HMS Cerf was the Spanish Navy's 18-gun brig Cuervo, built at Havana in 1794-95. A British privateer captured her and her captors renamed her Stag before in December 1801 selling her to the Captain-General of Guadeloupe. The French Navy took her into service as the 14-gun brig Cerf. The Royal Navy acquired Cerf at the surrender of Santo Domingo on 30 November 1803. The Royal Navy sold her in 1806.

==Prior history==
Cerf had a complex history of ownership. She was built at Havana in 1794-95 as the Spanish Navy's Ciervo (or Cuervo). The British acquired her and named her Stag. On 15 December 1801 the Captain-General of Guadeloupe purchased her and named her Cerf.

==French service==
From end-December 1801 she was at Dominica and under the command of lieutenant de vaisseau Drouault. She arrived at Brest, France, on 30 January 1802 with letters from Dominica; Admiral Lacrosse, the former captain-general of Guadeloupe. Magloire Pelage had replaced Lacrosse and sent him to Dominica.

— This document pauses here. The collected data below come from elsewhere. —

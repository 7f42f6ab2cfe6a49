//! JWT token issuance and validation
//!
//! Access and refresh tokens live in two signing domains. A domain is a
//! secret plus a lifetime; the domain a token belongs to is decided only by
//! which secret verifies it, so the two kinds can never be swapped.
//!
//! Tokens are HS256 compact JWS strings. Validation accepts that algorithm
//! and nothing else.

use crate::auth::error::AuthError;
use crate::core::config::{JwtConfig, MAX_TOKEN_LIFETIME_MINUTES};
use chrono::{DateTime, Duration, Utc};
use jsonwebtoken::{
    decode, encode, errors::ErrorKind, Algorithm, DecodingKey, EncodingKey, Header, Validation,
};
use serde::{Deserialize, Serialize};
use std::fmt;

/// The single MAC algorithm tokens are signed and verified with
pub const TOKEN_ALGORITHM: Algorithm = Algorithm::HS256;

/// Which signing domain a token belongs to
#[derive(Debug, Clone, Copy, PartialEq, Eq, Hash)]
pub enum TokenKind {
    Access,
    Refresh,
}

impl TokenKind {
    pub fn as_str(&self) -> &'static str {
        match self {
            TokenKind::Access => "access",
            TokenKind::Refresh => "refresh",
        }
    }
}

/// JWT Claims structure
#[derive(Debug, Clone, PartialEq, Eq, Serialize, Deserialize)]
pub struct Claims {
    #[serde(rename = "userId")]
    pub user_id: String,
    /// Expiration as unix seconds
    pub exp: i64,
}

impl Claims {
    pub fn expires_at(&self) -> Option<DateTime<Utc>> {
        DateTime::from_timestamp(self.exp, 0)
    }
}

/// Access + refresh tokens minted together for one subject
#[derive(Debug, Clone, PartialEq, Eq)]
pub struct TokenPair {
    pub access_token: String,
    pub refresh_token: String,
}

/// Secret and lifetime of one token kind
pub struct SigningDomain {
    encoding: EncodingKey,
    decoding: DecodingKey,
    lifetime: Duration,
}

impl SigningDomain {
    pub fn new(secret: &[u8], lifetime: Duration) -> Self {
        Self {
            encoding: EncodingKey::from_secret(secret),
            decoding: DecodingKey::from_secret(secret),
            lifetime,
        }
    }

    pub fn lifetime(&self) -> Duration {
        self.lifetime
    }
}

impl fmt::Debug for SigningDomain {
    fn fmt(&self, f: &mut fmt::Formatter<'_>) -> fmt::Result {
        f.debug_struct("SigningDomain")
            .field("lifetime", &self.lifetime)
            .finish_non_exhaustive()
    }
}

/// Issues and validates tokens for both signing domains.
///
/// Built once at startup and shared read-only between requests.
#[derive(Debug)]
pub struct TokenService {
    access: SigningDomain,
    refresh: SigningDomain,
    validation: Validation,
    rotate_refresh_tokens: bool,
}

impl TokenService {
    pub fn new(access: SigningDomain, refresh: SigningDomain) -> Self {
        let mut validation = Validation::new(TOKEN_ALGORITHM);
        // Expiry is checked against an explicit instant in `validate_at`
        validation.validate_exp = false;
        validation.leeway = 0;
        validation.set_required_spec_claims(&["exp"]);

        Self {
            access,
            refresh,
            validation,
            rotate_refresh_tokens: false,
        }
    }

    pub fn from_config(config: &JwtConfig) -> Self {
        Self::new(
            SigningDomain::new(
                config.access_secret.as_bytes(),
                minutes(config.access_expiration_minutes),
            ),
            SigningDomain::new(
                config.refresh_secret.as_bytes(),
                minutes(config.refresh_expiration_minutes),
            ),
        )
        .with_refresh_rotation(config.rotate_refresh_tokens)
    }

    /// When set, the refresh flow hands out a new refresh token as well
    pub fn with_refresh_rotation(mut self, rotate: bool) -> Self {
        self.rotate_refresh_tokens = rotate;
        self
    }

    pub fn rotates_refresh_tokens(&self) -> bool {
        self.rotate_refresh_tokens
    }

    pub fn domain(&self, kind: TokenKind) -> &SigningDomain {
        match kind {
            TokenKind::Access => &self.access,
            TokenKind::Refresh => &self.refresh,
        }
    }

    /// Sign a fresh token for `user_id` in the given domain
    pub fn issue(&self, user_id: &str, kind: TokenKind) -> Result<String, AuthError> {
        self.issue_at(user_id, kind, Utc::now())
    }

    /// Sign a token as if issued at `now`.
    ///
    /// The issuance instant is truncated to whole seconds, so the token
    /// expires exactly `lifetime` after `now.timestamp()`.
    pub fn issue_at(
        &self,
        user_id: &str,
        kind: TokenKind,
        now: DateTime<Utc>,
    ) -> Result<String, AuthError> {
        let domain = self.domain(kind);
        let exp = now
            .timestamp()
            .checked_add(domain.lifetime.num_seconds())
            .ok_or_else(|| AuthError::IssuanceFailure("expiration overflow".to_string()))?;

        let claims = Claims {
            user_id: user_id.to_string(),
            exp,
        };

        encode(&Header::new(TOKEN_ALGORITHM), &claims, &domain.encoding).map_err(|e| {
            AuthError::IssuanceFailure(format!("failed to sign {} token: {}", kind.as_str(), e))
        })
    }

    /// Issue an access token and a refresh token for the same subject
    pub fn issue_pair(&self, user_id: &str) -> Result<TokenPair, AuthError> {
        self.issue_pair_at(user_id, Utc::now())
    }

    pub fn issue_pair_at(&self, user_id: &str, now: DateTime<Utc>) -> Result<TokenPair, AuthError> {
        Ok(TokenPair {
            access_token: self.issue_at(user_id, TokenKind::Access, now)?,
            refresh_token: self.issue_at(user_id, TokenKind::Refresh, now)?,
        })
    }

    /// Validate a token against the given domain at the current time
    pub fn validate(&self, token: &str, kind: TokenKind) -> Result<Claims, AuthError> {
        self.validate_at(token, kind, Utc::now())
    }

    /// Validate a token against the given domain as of `now`.
    ///
    /// Valid iff signed by this domain's secret with [`TOKEN_ALGORITHM`],
    /// well formed, and `now` is strictly before the expiration instant.
    pub fn validate_at(
        &self,
        token: &str,
        kind: TokenKind,
        now: DateTime<Utc>,
    ) -> Result<Claims, AuthError> {
        let data = decode::<Claims>(token, &self.domain(kind).decoding, &self.validation)
            .map_err(|e| classify(e.kind()))?;

        if now.timestamp() >= data.claims.exp {
            return Err(AuthError::TokenExpired);
        }

        Ok(data.claims)
    }
}

/// Lifetime from validated config; clamps to the cap `JwtConfig::validate` enforces
fn minutes(value: u64) -> Duration {
    Duration::minutes(value.min(MAX_TOKEN_LIFETIME_MINUTES) as i64)
}

fn classify(kind: &ErrorKind) -> AuthError {
    match kind {
        ErrorKind::InvalidSignature
        | ErrorKind::InvalidAlgorithm
        | ErrorKind::InvalidAlgorithmName
        | ErrorKind::InvalidKeyFormat => AuthError::TokenSignatureInvalid,
        ErrorKind::ExpiredSignature => AuthError::TokenExpired,
        _ => AuthError::TokenMalformed,
    }
}

#[cfg(test)]
mod tests {
    use super::*;
    use base64::engine::general_purpose::URL_SAFE_NO_PAD;
    use base64::Engine;
    use chrono::TimeZone;

    const ACCESS_SECRET: &[u8] = b"access-secret-that-is-at-least-32-chars";
    const REFRESH_SECRET: &[u8] = b"refresh-secret-that-is-at-least-32-chars";

    fn service() -> TokenService {
        TokenService::new(
            SigningDomain::new(ACCESS_SECRET, Duration::minutes(15)),
            SigningDomain::new(REFRESH_SECRET, Duration::days(7)),
        )
    }

    fn issued_at() -> DateTime<Utc> {
        Utc.with_ymd_and_hms(2026, 3, 1, 12, 0, 0).unwrap()
    }

    #[test]
    fn test_round_trip_both_domains() {
        let service = service();
        let now = issued_at();

        for kind in [TokenKind::Access, TokenKind::Refresh] {
            let token = service.issue_at("user-123", kind, now).expect("should issue");
            let claims = service
                .validate_at(&token, kind, now + Duration::seconds(1))
                .expect("should validate");

            assert_eq!(claims.user_id, "user-123");
            assert_eq!(
                claims.expires_at(),
                Some(now + service.domain(kind).lifetime())
            );
        }
    }

    #[test]
    fn test_cross_domain_rejected() {
        let service = service();
        let now = issued_at();

        let access = service.issue_at("user-1", TokenKind::Access, now).unwrap();
        let refresh = service.issue_at("user-1", TokenKind::Refresh, now).unwrap();

        assert_eq!(
            service.validate_at(&access, TokenKind::Refresh, now),
            Err(AuthError::TokenSignatureInvalid)
        );
        assert_eq!(
            service.validate_at(&refresh, TokenKind::Access, now),
            Err(AuthError::TokenSignatureInvalid)
        );
    }

    #[test]
    fn test_expiry_boundary() {
        let service = service();
        let now = issued_at();
        let lifetime = service.domain(TokenKind::Access).lifetime();
        let token = service.issue_at("user-1", TokenKind::Access, now).unwrap();

        let just_before = now + lifetime - Duration::milliseconds(1);
        let at_expiry = now + lifetime;
        let just_after = now + lifetime + Duration::milliseconds(1);

        assert!(service.validate_at(&token, TokenKind::Access, just_before).is_ok());
        assert_eq!(
            service.validate_at(&token, TokenKind::Access, at_expiry),
            Err(AuthError::TokenExpired)
        );
        assert_eq!(
            service.validate_at(&token, TokenKind::Access, just_after),
            Err(AuthError::TokenExpired)
        );
    }

    #[test]
    fn test_expired_but_forged_reports_signature() {
        let service = service();
        let other = TokenService::new(
            SigningDomain::new(b"someone-elses-secret", Duration::minutes(15)),
            SigningDomain::new(REFRESH_SECRET, Duration::days(7)),
        );
        let now = issued_at();
        let forged = other.issue_at("user-1", TokenKind::Access, now).unwrap();

        assert_eq!(
            service.validate_at(&forged, TokenKind::Access, now + Duration::days(30)),
            Err(AuthError::TokenSignatureInvalid)
        );
    }

    #[test]
    fn test_pair_tokens_differ_and_are_deterministic() {
        let service = service();
        let now = issued_at();

        let first = service.issue_pair_at("user-9", now).unwrap();
        let second = service.issue_pair_at("user-9", now).unwrap();

        assert_ne!(first.access_token, first.refresh_token);
        assert_eq!(first, second);
    }

    #[test]
    fn test_wall_clock_issue_and_validate() {
        let service = service();
        let pair = service.issue_pair("user-7").unwrap();

        assert_eq!(
            service.validate(&pair.access_token, TokenKind::Access).unwrap().user_id,
            "user-7"
        );
        assert_eq!(
            service.validate(&pair.refresh_token, TokenKind::Refresh).unwrap().user_id,
            "user-7"
        );
    }

    #[test]
    fn test_garbage_is_malformed() {
        let service = service();
        let now = issued_at();

        for token in ["", "abc", "a.b", "not.a.token", "...", "a.b.c.d"] {
            let result = service.validate_at(token, TokenKind::Access, now);
            assert!(
                matches!(
                    result,
                    Err(AuthError::TokenMalformed) | Err(AuthError::TokenSignatureInvalid)
                ),
                "{:?} gave {:?}",
                token,
                result
            );
        }
    }

    #[test]
    fn test_truncated_token_rejected() {
        let service = service();
        let now = issued_at();
        let token = service.issue_at("user-1", TokenKind::Access, now).unwrap();

        let truncated = &token[..token.len() - 1];
        assert!(service.validate_at(truncated, TokenKind::Access, now).is_err());
    }

    #[test]
    fn test_alg_none_rejected() {
        let service = service();
        let now = issued_at();

        let header = URL_SAFE_NO_PAD.encode(br#"{"alg":"none","typ":"JWT"}"#);
        let payload = URL_SAFE_NO_PAD.encode(
            format!(r#"{{"userId":"user-1","exp":{}}}"#, now.timestamp() + 600).as_bytes(),
        );
        let unsigned = format!("{}.{}.", header, payload);

        assert!(service.validate_at(&unsigned, TokenKind::Access, now).is_err());
    }

    #[test]
    fn test_other_hmac_algorithm_rejected() {
        let service = service();
        let now = issued_at();
        let claims = Claims {
            user_id: "user-1".to_string(),
            exp: now.timestamp() + 600,
        };
        let token = encode(
            &Header::new(Algorithm::HS512),
            &claims,
            &EncodingKey::from_secret(ACCESS_SECRET),
        )
        .unwrap();

        assert_eq!(
            service.validate_at(&token, TokenKind::Access, now),
            Err(AuthError::TokenSignatureInvalid)
        );
    }

    #[test]
    fn test_missing_exp_rejected() {
        let service = service();
        let now = issued_at();

        #[derive(Serialize)]
        struct NoExp<'a> {
            #[serde(rename = "userId")]
            user_id: &'a str,
        }

        let token = encode(
            &Header::new(TOKEN_ALGORITHM),
            &NoExp { user_id: "user-1" },
            &EncodingKey::from_secret(ACCESS_SECRET),
        )
        .unwrap();

        assert_eq!(
            service.validate_at(&token, TokenKind::Access, now),
            Err(AuthError::TokenMalformed)
        );
    }

    #[test]
    fn test_from_config_uses_lifetimes_and_rotation() {
        let config = JwtConfig {
            access_secret: "a".repeat(32),
            access_expiration_minutes: 30,
            refresh_secret: "r".repeat(32),
            refresh_expiration_minutes: 90,
            rotate_refresh_tokens: true,
        };
        let service = TokenService::from_config(&config);

        assert_eq!(service.domain(TokenKind::Access).lifetime(), Duration::minutes(30));
        assert_eq!(service.domain(TokenKind::Refresh).lifetime(), Duration::minutes(90));
        assert!(service.rotates_refresh_tokens());
    }

    #[test]
    fn test_debug_hides_keys() {
        let rendered = format!("{:?}", service());
        assert!(!rendered.contains("access-secret"));
    }
}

Cerf then returned to the West Indies. French records state that Drouault was still her commander at the time of her surrender.

Cerf was one of numerous vessels surrendered on 30 November 1803 to a British squadron under the command of Captain John Loring in at Cape Francois. The surrendered vessels then sailed to Port Royal. A report from Jamaica listing the surrendered vessels that had arrived there gives the name of Cerfs captain as Babron.

==British service==
The Royal Navy commissioned her under Commander George Barne Trollope. (Note: For more on George Barne Trollope see: ) Cerf was Trollope's first command, and he was promoted to commander on 1 May 1804 to her. However, he was invalided home in December 1804 due to an attack of yellow fever.

On 3 July 1805 Cerf sailed to England as one of the escorts of the fleet of merchantmen sailing from Jamaica to England. As the fleet approached England Cerf was to escort the part bound for Bristol and Liverpool, but she had become leaky and was ordered to the nearest port. Cerf, Captain Chamberlayne, arrived at Plymouth on 4 September.

==Fate==
The Principal Officers and Commissioners of His Majesty's Navy offered the "Musette and Cerf sloops" for sale on 27 August 1806 at Plymouth. She was sold at that time.